For every line that contains the string "identifiers", pull that line out of the material below.

===== DATASET EXCERPTS =====

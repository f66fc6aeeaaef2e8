//! Prompter fed from a fixed list of answers

use super::types::Prompter;
use crate::error::{Error, Result};
use std::collections::VecDeque;

/// Prompter answering from a queue and recording every question
#[derive(Debug, Default)]
pub struct ScriptedPrompter {
    answers: VecDeque<String>,
    yes: bool,
    asked: Vec<String>,
    warnings: Vec<String>,
    output: String,
}

impl ScriptedPrompter {
    /// Answer questions in order from `answers`
    pub fn new<I, S>(answers: I) -> Self
    where
        I: IntoIterator<Item = S>,
        S: Into<String>,
    {
        Self {
            answers: answers.into_iter().map(Into::into).collect(),
            ..Default::default()
        }
    }

    /// Accept every default; questions without one fail
    pub fn auto() -> Self {
        Self {
            yes: true,
            ..Default::default()
        }
    }

    /// Enable/disable auto-accepting defaults
    #[must_use]
    pub fn with_yes(mut self, yes: bool) -> Self {
        self.yes = yes;
        self
    }

    /// Questions asked so far, in order
    pub fn asked(&self) -> &[String] {
        &self.asked
    }

    /// Warnings reported so far
    pub fn warnings(&self) -> &[String] {
        &self.warnings
    }

    /// Everything written through `prompt`
    pub fn output(&self) -> &str {
        &self.output
    }

    /// Answers not consumed yet
    pub fn remaining(&self) -> usize {
        self.answers.len()
    }
}

impl Prompter for ScriptedPrompter {
    fn prompt(&mut self, message: &str) {
        self.output.push_str(message);
    }

    fn warn(&mut self, message: &str) -> Result<()> {
        self.warnings.push(message.to_string());
        Ok(())
    }

    fn assume_yes(&self) -> bool {
        self.yes
    }

    fn next_answer(&mut self, query: &str) -> Result<String> {
        self.answers.pop_front().ok_or_else(|| Error::PromptClosed {
            query: query.trim().to_string(),
        })
    }

    fn ask(&mut self, query: &str, default: Option<&str>) -> Result<String> {
        self.asked.push(query.to_string());
        self.prompt(query);
        match default {
            Some(default) if self.yes => Ok(default.to_string()),
            _ => self.next_answer(query),
        }
    }
}
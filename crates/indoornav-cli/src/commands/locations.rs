use anyhow::Result;

use indoornav_cli::output::{render_locations_json, render_locations_text, OutputFormat};

use super::GlobalOptions;

/// Handle the locations subcommand.
pub fn handle_locations_command(options: &GlobalOptions, locale: &str) -> Result<()> {
    let graph = options.load_graph(false)?;
    let locations = graph.selectable_locations(locale);
    match options.format {
        OutputFormat::Json => println!("{}", render_locations_json(&locations, locale)?),
        OutputFormat::Text => print!("{}", render_locations_text(&locations, locale)),
    }
    Ok(())
}
use std::path::PathBuf;

use thiserror::Error;

use crate::db::NodeId;

/// Convenient result alias for the indoornav library.
pub type Result<T> = std::result::Result<T, Error>;

/// Top-level library error type.
#[derive(Debug, Error)]
pub enum Error {
    /// Project map database could not be located at the resolved path.
    #[error("project map not found at {path}")]
    ProjectNotFound { path: PathBuf },

    /// No suitable project directories could be resolved for this platform.
    #[error("failed to resolve project directories for map data")]
    ProjectDirsUnavailable,

    /// Raised when a project identifier is empty or would escape the data directory.
    #[error("invalid project name: {name}")]
    InvalidProjectName { name: String },

    /// Raised when attempting to load a map database with an unknown layout.
    #[error("unsupported map schema; expected Nodes/Connections/Rooms/RoomNodes/Locations tables")]
    UnsupportedSchema,

    /// Raised when two nodes share the same identifier.
    #[error("duplicate node id {id}")]
    DuplicateNode { id: NodeId },

    /// Raised when two rooms share the same identifier.
    #[error("duplicate room id {id}")]
    DuplicateRoom { id: String },

    /// Raised when two selectable locations share the same slug.
    #[error("duplicate selectable location slug: {slug}")]
    DuplicateLocation { slug: String },

    /// Raised when a room or location references a node that does not exist.
    #[error("unknown node id {id} referenced by {referenced_by}")]
    UnknownNode { id: NodeId, referenced_by: String },

    /// Raised when a selectable location references a room that does not exist.
    #[error("unknown room {room} referenced by location {slug}")]
    UnknownRoom { room: String, slug: String },

    /// Raised when a connection type string is not recognised.
    #[error("invalid connection type: {value}")]
    InvalidConnectionType { value: String },

    /// Raised when a connection directionality string is not recognised.
    #[error("invalid connection direction: {value}")]
    InvalidDirectionality { value: String },

    /// Raised when a routing policy string is not recognised.
    #[error("invalid policy for {field}: {value} (expected yes, no, up or down)")]
    InvalidPolicy { field: String, value: String },

    /// Raised when a coordinate name cannot be parsed as `<level>:<x>:<y>`.
    #[error("invalid position: {value}")]
    InvalidPosition { value: String },

    /// Raised when positioning is requested but the fingerprint database was not loaded.
    #[error("wifi positioning is not available for this project")]
    WifiUnavailable,

    /// Raised when a location name could not be resolved.
    #[error("unknown location: {name}{}", format_suggestions(.suggestions))]
    UnknownLocation {
        name: String,
        suggestions: Vec<String>,
    },

    /// Wrapper for SQLite errors.
    #[error(transparent)]
    Sqlite(#[from] rusqlite::Error),

    /// Wrapper for IO errors.
    #[error(transparent)]
    Io(#[from] std::io::Error),

    /// Wrapper for JSON errors (room outlines, stored settings).
    #[error(transparent)]
    Json(#[from] serde_json::Error),
}

fn format_suggestions(suggestions: &[String]) -> String {
    if suggestions.is_empty() {
        String::new()
    } else if suggestions.len() == 1 {
        format!(". Did you mean '{}'?", suggestions[0])
    } else {
        format!(
            ". Did you mean one of: {}?",
            suggestions
                .iter()
                .map(|s| format!("'{}'", s))
                .collect::<Vec<_>>()
                .join(", ")
        )
    }
}
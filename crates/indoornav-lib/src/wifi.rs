//! WiFi fingerprint positioning.

use std::cmp::Ordering;
use std::collections::{BTreeMap, BTreeSet, HashMap};

use serde::Serialize;
use tracing::{debug, warn};

use crate::db::{Level, Point};
use crate::error::Result;
use crate::graph::SpatialGraph;
use crate::position::Position;

/// Signal differences at or above this many dB count as no agreement.
const MAX_SIGNAL_DIFFERENCE: f64 = 30.0;

/// Default minimum score for a confident estimate.
pub const DEFAULT_MIN_SCORE: f64 = 0.3;

/// Access point known to the map.
#[derive(Debug, Clone, PartialEq, Serialize)]
pub struct WifiStation {
    /// BSSID. Compared case-insensitively.
    pub id: String,
    pub level: Level,
    /// Approximate mounting position, when surveyed.
    pub position: Option<Point>,
    pub ssid: Option<String>,
}

/// Surveyed point with the expected signal strength (dBm) per station.
#[derive(Debug, Clone, PartialEq, Serialize)]
pub struct ReferencePoint {
    pub name: String,
    pub level: Level,
    pub point: Point,
    pub fingerprint: BTreeMap<String, f64>,
}

/// Stations and reference points, indexed for lookup by station and level.
#[derive(Debug, Clone, Default)]
pub struct FingerprintIndex {
    stations: HashMap<(String, Level), WifiStation>,
    station_levels: HashMap<String, BTreeSet<Level>>,
    points: BTreeMap<Level, Vec<ReferencePoint>>,
}

impl FingerprintIndex {
    /// Build the index, normalising station identifiers to lower case.
    ///
    /// Fingerprint entries naming stations that are not in `stations` are
    /// dropped, and reference points left without entries are discarded.
    pub fn from_parts(stations: Vec<WifiStation>, reference_points: Vec<ReferencePoint>) -> Self {
        let mut index = Self::default();
        for mut station in stations {
            station.id = station.id.trim().to_lowercase();
            index
                .station_levels
                .entry(station.id.clone())
                .or_default()
                .insert(station.level);
            index
                .stations
                .insert((station.id.clone(), station.level), station);
        }

        let mut dropped_entries = 0usize;
        let mut dropped_points = 0usize;
        for mut point in reference_points {
            let before = point.fingerprint.len();
            point.fingerprint = point
                .fingerprint
                .into_iter()
                .map(|(station, rssi)| (station.trim().to_lowercase(), rssi))
                .filter(|(station, rssi)| {
                    rssi.is_finite() && index.station_levels.contains_key(station)
                })
                .collect();
            dropped_entries += before - point.fingerprint.len();
            if point.fingerprint.is_empty() {
                dropped_points += 1;
                continue;
            }
            index.points.entry(point.level).or_default().push(point);
        }

        for points in index.points.values_mut() {
            points.sort_by(|a, b| a.name.cmp(&b.name));
        }

        if dropped_entries > 0 || dropped_points > 0 {
            warn!(
                dropped_entries,
                dropped_points, "ignored fingerprint entries for unknown stations"
            );
        }
        debug!(
            stations = index.stations.len(),
            points = index.point_count(),
            "built fingerprint index"
        );
        index
    }

    pub fn contains(&self, station: &str) -> bool {
        self.station_levels
            .contains_key(&station.trim().to_lowercase())
    }

    pub fn station(&self, station: &str, level: Level) -> Option<&WifiStation> {
        self.stations.get(&(station.trim().to_lowercase(), level))
    }

    pub fn stations(&self) -> impl Iterator<Item = &WifiStation> {
        self.stations.values()
    }

    /// Levels on which `station` is installed.
    pub fn station_levels(&self, station: &str) -> Vec<Level> {
        self.station_levels
            .get(&station.trim().to_lowercase())
            .map(|levels| levels.iter().copied().collect())
            .unwrap_or_default()
    }

    pub fn reference_points(&self, level: Level) -> &[ReferencePoint] {
        self.points.get(&level).map(Vec::as_slice).unwrap_or(&[])
    }

    pub fn levels(&self) -> Vec<Level> {
        self.points.keys().copied().collect()
    }

    pub fn point_count(&self) -> usize {
        self.points.values().map(Vec::len).sum()
    }

    pub fn is_empty(&self) -> bool {
        self.points.is_empty()
    }
}

/// Best matching reference point for a set of readings.
#[derive(Debug, Clone, PartialEq, Serialize)]
pub struct LocateResult {
    pub position: Position,
    /// Name of the matched reference point.
    pub name: String,
    /// Similarity in `0.0..=1.0`.
    pub score: f64,
    pub matched_stations: usize,
}

/// Estimates positions from observed signal strengths.
#[derive(Debug, Clone, Copy)]
pub struct PositionLocator<'a> {
    index: &'a FingerprintIndex,
    min_score: f64,
}

impl<'a> PositionLocator<'a> {
    /// Locator over the graph's fingerprint index.
    ///
    /// Fails with [`crate::Error::WifiUnavailable`] when the graph was built without it.
    pub fn new(graph: &'a SpatialGraph) -> Result<Self> {
        Ok(Self::from_index(graph.wifi()?))
    }

    pub fn from_index(index: &'a FingerprintIndex) -> Self {
        Self {
            index,
            min_score: DEFAULT_MIN_SCORE,
        }
    }

    /// Set the confidence threshold, clamped to `0.0..=1.0`. A non-finite
    /// threshold is ignored and the current one kept.
    pub fn with_min_score(mut self, min_score: f64) -> Self {
        if min_score.is_finite() {
            self.min_score = min_score.clamp(0.0, 1.0);
        } else {
            warn!(min_score, "ignoring non-finite minimum score");
        }
        self
    }

    pub fn min_score(&self) -> f64 {
        self.min_score
    }

    /// Estimate the position for readings of station id to dBm.
    ///
    /// Only reference points on levels where a known station was observed
    /// are scored. Each scores the summed per-station agreement divided by
    /// the number of stations in its fingerprint or the known readings.
    /// Returns `None` when no reading names a known station or the best score
    /// is below the minimum.
    pub fn locate(&self, readings: &HashMap<String, f64>) -> Option<LocateResult> {
        let known: BTreeMap<String, f64> = readings
            .iter()
            .map(|(station, rssi)| (station.trim().to_lowercase(), *rssi))
            .filter(|(station, rssi)| rssi.is_finite() && self.index.contains(station))
            .collect();
        if known.is_empty() {
            debug!(readings = readings.len(), "no known stations in readings");
            return None;
        }

        let levels: BTreeSet<Level> = known
            .keys()
            .flat_map(|station| self.index.station_levels(station))
            .collect();

        let mut best: Option<(f64, usize, &ReferencePoint)> = None;
        for level in levels {
            for point in self.index.reference_points(level) {
                let (score, matched) = score_point(point, &known);
                let better = match best {
                    None => true,
                    Some((best_score, best_matched, best_point)) => score
                        .total_cmp(&best_score)
                        .then(matched.cmp(&best_matched))
                        .then_with(|| best_point.name.cmp(&point.name))
                        == Ordering::Greater,
                };
                if better {
                    best = Some((score, matched, point));
                }
            }
        }

        let (score, matched_stations, point) = best?;
        debug!(point = %point.name, score, matched_stations, "best fingerprint match");
        if score < self.min_score {
            return None;
        }

        Some(LocateResult {
            position: Position::new(point.level, point.point.x, point.point.y),
            name: point.name.clone(),
            score,
            matched_stations,
        })
    }
}

fn score_point(point: &ReferencePoint, known: &BTreeMap<String, f64>) -> (f64, usize) {
    let mut agreement = 0.0;
    let mut matched = 0usize;
    for (station, expected) in &point.fingerprint {
        if let Some(observed) = known.get(station) {
            let difference = (observed - expected).abs().min(MAX_SIGNAL_DIFFERENCE);
            agreement += 1.0 - difference / MAX_SIGNAL_DIFFERENCE;
            matched += 1;
        }
    }
    let union = point.fingerprint.len() + known.len() - matched;
    if union == 0 {
        return (0.0, 0);
    }
    (agreement / union as f64, matched)
}

#[cfg(test)]
mod tests {
    use super::*;

    fn station(id: &str, level: Level) -> WifiStation {
        WifiStation {
            id: id.to_string(),
            level,
            position: None,
            ssid: None,
        }
    }

    fn point(name: &str, level: Level, entries: &[(&str, f64)]) -> ReferencePoint {
        ReferencePoint {
            name: name.to_string(),
            level,
            point: Point::new(100.0, 200.0),
            fingerprint: entries
                .iter()
                .map(|(id, rssi)| (id.to_string(), *rssi))
                .collect(),
        }
    }

    fn readings(entries: &[(&str, f64)]) -> HashMap<String, f64> {
        entries
            .iter()
            .map(|(id, rssi)| (id.to_string(), *rssi))
            .collect()
    }

    fn index() -> FingerprintIndex {
        FingerprintIndex::from_parts(
            vec![
                station("AA:AA", 0),
                station("bb:bb", 0),
                station("cc:cc", 1),
            ],
            vec![
                point("lobby", 0, &[("aa:aa", -40.0), ("bb:bb", -70.0)]),
                point("cafe", 0, &[("aa:aa", -75.0), ("bb:bb", -45.0)]),
                point("library", 1, &[("cc:cc", -50.0), ("zz:zz", -60.0)]),
            ],
        )
    }

    #[test]
    fn unknown_fingerprint_stations_are_dropped() {
        let index = index();
        let library = &index.reference_points(1)[0];
        assert_eq!(library.fingerprint.len(), 1);
        assert!(index.contains("AA:AA"));
        assert!(index.station("aa:aa", 0).is_some());
        assert!(!index.contains("zz:zz"));
    }

    #[test]
    fn identical_readings_score_one() {
        let index = index();
        let locator = PositionLocator::from_index(&index);
        let result = locator
            .locate(&readings(&[("AA:AA", -40.0), ("bb:bb", -70.0)]))
            .expect("located");
        assert_eq!(result.name, "lobby");
        assert_eq!(result.score, 1.0);
        assert_eq!(result.matched_stations, 2);
        assert_eq!(result.position, Position::new(0, 100.0, 200.0));
    }

    #[test]
    fn no_known_stations_yields_none() {
        let index = index();
        let locator = PositionLocator::from_index(&index);
        assert!(locator.locate(&readings(&[("ff:ff", -40.0)])).is_none());
        assert!(locator.locate(&HashMap::new()).is_none());
    }

    #[test]
    fn only_levels_with_observed_stations_are_scored() {
        let index = index();
        let locator = PositionLocator::from_index(&index);
        let result = locator
            .locate(&readings(&[("cc:cc", -52.0)]))
            .expect("located");
        assert_eq!(result.name, "library");
        assert_eq!(result.position.level, 1);
    }

    #[test]
    fn weak_matches_fall_below_min_score() {
        let index = index();
        let locator = PositionLocator::from_index(&index);
        // one shared station, far off, plus an unmatched one
        let weak = readings(&[("aa:aa", -10.0), ("cc:cc", -95.0)]);
        assert!(locator.locate(&weak).is_none());
        assert!(locator.with_min_score(0.0).locate(&weak).is_some());
    }

    #[test]
    fn min_score_is_clamped_and_ignores_nan() {
        let index = index();
        let locator = PositionLocator::from_index(&index);
        assert_eq!(locator.with_min_score(f64::NAN).min_score(), DEFAULT_MIN_SCORE);
        assert_eq!(locator.with_min_score(f64::INFINITY).min_score(), DEFAULT_MIN_SCORE);
        assert_eq!(locator.with_min_score(5.0).min_score(), 1.0);
        assert_eq!(locator.with_min_score(-2.0).min_score(), 0.0);

        let weak = readings(&[("aa:aa", -10.0), ("cc:cc", -95.0)]);
        assert!(locator.with_min_score(f64::NAN).locate(&weak).is_none());
        let exact = readings(&[("aa:aa", -40.0), ("bb:bb", -70.0)]);
        assert!(locator.with_min_score(5.0).locate(&exact).is_some());
    }

    #[test]
    fn ties_prefer_more_matches_then_name() {
        let index = FingerprintIndex::from_parts(
            vec![station("aa", 0)],
            vec![point("b-point", 0, &[("aa", -50.0)]), point("a-point", 0, &[("aa", -50.0)])],
        );
        let locator = PositionLocator::from_index(&index);
        let result = locator.locate(&readings(&[("aa", -50.0)])).expect("located");
        assert_eq!(result.name, "a-point");
    }
}
//! Parsing of WiFi signal readings supplied on the command line.

use std::collections::HashMap;

use anyhow::{bail, Context, Result};
use serde_json::Value;

/// Parse a `STATION=DBM` argument.
///
/// Station identifiers contain colons, so the value is split at the last `=`.
pub fn parse_station_arg(value: &str) -> std::result::Result<(String, f64), String> {
    let (station, rssi) = value
        .rsplit_once('=')
        .ok_or_else(|| format!("expected STATION=DBM, got '{value}'"))?;
    let station = station.trim();
    if station.is_empty() {
        return Err(format!("missing station identifier in '{value}'"));
    }
    let rssi: f64 = rssi
        .trim()
        .parse()
        .map_err(|_| format!("invalid signal strength in '{value}'"))?;
    if !rssi.is_finite() {
        return Err(format!("invalid signal strength in '{value}'"));
    }
    Ok((station.to_string(), rssi))
}

/// Parse a JSON object mapping station identifiers to signal strengths in dBm.
pub fn parse_readings_json(text: &str) -> Result<HashMap<String, f64>> {
    let value: Value = serde_json::from_str(text).context("readings are not valid JSON")?;
    let Some(object) = value.as_object() else {
        bail!("readings must be a JSON object of station to dBm");
    };

    let mut readings = HashMap::with_capacity(object.len());
    for (station, rssi) in object {
        let Some(rssi) = rssi.as_f64().filter(|rssi| rssi.is_finite()) else {
            bail!("reading for station '{station}' is not a number");
        };
        readings.insert(station.clone(), rssi);
    }
    Ok(readings)
}
//! Route command handler.

use anyhow::{anyhow, Context, Result};
use serde_json::Value;

use indoornav_cli::output::{render_route_json, render_route_text, OutputFormat};
use indoornav_cli::terminal::ColorPalette;
use indoornav_lib::{Endpoint, Error as LibError, Router, Settings, SettingsField, SpatialGraph};

use super::GlobalOptions;

/// Arguments for the route command.
#[derive(Debug, Clone)]
pub struct RouteCommandArgs {
    pub from: String,
    pub to: String,
    pub steps: Option<String>,
    pub stairs: Option<String>,
    pub escalators: Option<String>,
    pub elevators: Option<String>,
    /// Connection identifiers to avoid.
    pub exclude: Vec<String>,
    /// Stored settings layered beneath the flags.
    pub settings_json: Option<String>,
    pub locale: String,
}

impl RouteCommandArgs {
    fn policy_arg(&self, field: SettingsField) -> Option<&str> {
        match field {
            SettingsField::Steps => self.steps.as_deref(),
            SettingsField::Stairs => self.stairs.as_deref(),
            SettingsField::Escalators => self.escalators.as_deref(),
            SettingsField::Elevators => self.elevators.as_deref(),
            SettingsField::Excluded => None,
        }
    }

    /// Resolve settings the way a request would: flags over stored settings
    /// over defaults. Invalid policy flags are rejected.
    pub fn to_settings(&self) -> Result<Settings> {
        let stored: Option<Value> = self
            .settings_json
            .as_deref()
            .map(serde_json::from_str)
            .transpose()
            .context("--settings-json is not valid JSON")?;

        let mut params: Vec<(&str, &str)> = Vec::new();
        for field in SettingsField::ALL {
            if let Some(value) = self.policy_arg(field) {
                Settings::parse_policy(field, value)?;
                params.push((field.name(), value));
            }
        }
        params.extend(
            self.exclude
                .iter()
                .map(|id| (SettingsField::Excluded.name(), id.as_str())),
        );

        Ok(Settings::from_form(&params, stored.as_ref()))
    }
}

fn resolve_endpoint(graph: &SpatialGraph, name: &str) -> Result<Endpoint> {
    if let Some(endpoint) = graph.resolve_location(name) {
        return Ok(endpoint);
    }
    Err(LibError::UnknownLocation {
        name: name.to_string(),
        suggestions: graph.fuzzy_location_matches(name, 3),
    }
    .into())
}

/// Handle the route subcommand.
///
/// Prints the route and any messages. Fails when no route exists.
pub fn handle_route_command(options: &GlobalOptions, args: &RouteCommandArgs) -> Result<()> {
    let settings = args.to_settings()?;
    let graph = options.load_graph(false)?;
    let origin = resolve_endpoint(&graph, &args.from)?;
    let destination = resolve_endpoint(&graph, &args.to)?;

    let avoiding = settings.avoid_summary(&graph, &args.locale);
    let router = Router::new(&graph, settings);
    let (messages, route) = router.get_route(&origin, &destination);

    match options.format {
        OutputFormat::Json => {
            println!("{}", render_route_json(route.as_ref(), &messages, &avoiding)?);
        }
        OutputFormat::Text => {
            let palette = ColorPalette::detect();
            if route.is_some() {
                print!(
                    "{}",
                    render_route_text(route.as_ref(), &messages, &avoiding, &palette)
                );
            }
        }
    }

    if route.is_none() {
        let reason = messages
            .iter()
            .find(|message| message.is_error())
            .map(|message| message.text.clone())
            .unwrap_or_else(|| format!("no route from {} to {}", args.from, args.to));
        return Err(anyhow!(reason));
    }
    Ok(())
}

#[cfg(test)]
mod tests {
    use super::*;
    use indoornav_lib::Policy;

    fn args() -> RouteCommandArgs {
        RouteCommandArgs {
            from: "lobby".into(),
            to: "library".into(),
            steps: None,
            stairs: None,
            escalators: None,
            elevators: None,
            exclude: Vec::new(),
            settings_json: None,
            locale: "en".into(),
        }
    }

    #[test]
    fn flags_override_stored_settings() {
        let args = RouteCommandArgs {
            stairs: Some("no".into()),
            settings_json: Some(r#"{"stairs": "up", "elevators": "down", "e": ["old"]}"#.into()),
            exclude: vec!["lift".into()],
            ..args()
        };
        let settings = args.to_settings().unwrap();
        assert_eq!(settings.stairs, Policy::Deny);
        assert_eq!(settings.elevators, Policy::DownOnly);
        assert!(settings.is_excluded("lift"));
        assert!(!settings.is_excluded("old"));
    }

    #[test]
    fn invalid_policy_flags_are_errors() {
        let args = RouteCommandArgs {
            escalators: Some("sideways".into()),
            ..args()
        };
        let error = args.to_settings().unwrap_err();
        assert!(error.to_string().contains("sideways"));
    }

    #[test]
    fn invalid_settings_json_is_an_error() {
        let args = RouteCommandArgs {
            settings_json: Some("{".into()),
            ..args()
        };
        assert!(args.to_settings().is_err());
    }
}
use std::path::PathBuf;

use anyhow::Result;
use clap::{Parser, Subcommand};
use tracing_subscriber::{EnvFilter, FmtSubscriber};

use indoornav_cli::output::OutputFormat;
use indoornav_cli::readings::parse_station_arg;

mod commands;

use commands::GlobalOptions;

/// Environment variable naming the project when `--project` is absent.
const PROJECT_ENV: &str = "INDOORNAV_PROJECT";
/// Environment variable that disables WiFi positioning when set to a truthy value.
const ROUTE_ONLY_ENV: &str = "INDOORNAV_ROUTE_ONLY";

#[derive(Parser, Debug)]
#[command(author, version, about = "Indoor routing and WiFi positioning")]
struct Cli {
    /// Project whose map is used.
    #[arg(long, global = true)]
    project: Option<String>,

    /// Override the data directory containing `projects/<id>/map.db`.
    #[arg(long, global = true)]
    data_dir: Option<PathBuf>,

    /// Skip loading WiFi fingerprints.
    #[arg(long, global = true)]
    no_wifi: bool,

    /// Output format.
    #[arg(long, global = true, value_enum, default_value_t = OutputFormat::Text)]
    format: OutputFormat,

    #[command(subcommand)]
    command: Command,
}

#[derive(Subcommand, Debug)]
enum Command {
    /// Compute a route between two locations or coordinate positions.
    Route {
        /// Origin slug or `<level>:<x>:<y>` position.
        #[arg(long = "from")]
        from: String,
        /// Destination slug or `<level>:<x>:<y>` position.
        #[arg(long = "to")]
        to: String,
        /// Policy for steps: yes, no, up or down.
        #[arg(long)]
        steps: Option<String>,
        /// Policy for stairs: yes, no, up or down.
        #[arg(long)]
        stairs: Option<String>,
        /// Policy for escalators: yes, no, up or down.
        #[arg(long)]
        escalators: Option<String>,
        /// Policy for elevators: yes, no, up or down.
        #[arg(long)]
        elevators: Option<String>,
        /// Connection identifier to avoid. May be repeated.
        #[arg(long = "exclude")]
        exclude: Vec<String>,
        /// Stored settings object that the flags above override.
        #[arg(long = "settings-json")]
        settings_json: Option<String>,
        /// Locale for titles in the avoid summary.
        #[arg(long, default_value = "en")]
        locale: String,
    },
    /// Estimate a position from WiFi signal strengths.
    Locate {
        /// JSON object of station to dBm, read from a file or `-` for stdin.
        #[arg(long, conflicts_with = "station")]
        readings: Option<PathBuf>,
        /// Single reading as `STATION=DBM`. May be repeated.
        #[arg(long = "station", value_parser = parse_station_arg)]
        station: Vec<(String, f64)>,
        /// Minimum similarity score for an estimate.
        #[arg(long)]
        min_score: Option<f64>,
    },
    /// List selectable locations, highest priority first.
    Locations {
        /// Locale for titles.
        #[arg(long, default_value = "en")]
        locale: String,
    },
    /// Describe a coordinate position and the nodes it attaches to.
    Position {
        /// Position as `<level>:<x>:<y>`.
        name: String,
    },
    /// List projects in the data directory.
    Projects,
}

fn main() -> Result<()> {
    init_tracing();
    let cli = Cli::parse();
    let options = GlobalOptions {
        project: cli.project.or_else(project_from_env),
        data_dir: cli.data_dir,
        route_only: cli.no_wifi || route_only_from_env(),
        format: cli.format,
    };

    match cli.command {
        Command::Route {
            from,
            to,
            steps,
            stairs,
            escalators,
            elevators,
            exclude,
            settings_json,
            locale,
        } => commands::route::handle_route_command(
            &options,
            &commands::route::RouteCommandArgs {
                from,
                to,
                steps,
                stairs,
                escalators,
                elevators,
                exclude,
                settings_json,
                locale,
            },
        ),
        Command::Locate {
            readings,
            station,
            min_score,
        } => commands::locate::handle_locate_command(
            &options,
            readings.as_deref(),
            station,
            min_score,
        ),
        Command::Locations { locale } => {
            commands::locations::handle_locations_command(&options, &locale)
        }
        Command::Position { name } => commands::position::handle_position_command(&options, &name),
        Command::Projects => commands::projects::handle_projects_command(&options),
    }
}

fn project_from_env() -> Option<String> {
    std::env::var(PROJECT_ENV)
        .ok()
        .map(|value| value.trim().to_string())
        .filter(|value| !value.is_empty())
}

fn route_only_from_env() -> bool {
    std::env::var(ROUTE_ONLY_ENV)
        .map(|value| {
            matches!(
                value.trim().to_ascii_lowercase().as_str(),
                "1" | "true" | "yes" | "on"
            )
        })
        .unwrap_or(false)
}

fn init_tracing() {
    let env_filter = EnvFilter::try_from_default_env().unwrap_or_else(|_| EnvFilter::new("info"));
    let subscriber = FmtSubscriber::builder()
        .with_env_filter(env_filter)
        .with_writer(std::io::stderr)
        .finish();

    let _ = tracing::subscriber::set_global_default(subscriber);
}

=====

## ANSWER TO THIS PROBLEM
    /// Build the index, normalising station identifiers to lower case.
/// Station identifiers contain colons, so the value is split at the last `=`.
/// Parse a JSON object mapping station identifiers to signal strengths in dBm.
    /// Connection identifiers to avoid.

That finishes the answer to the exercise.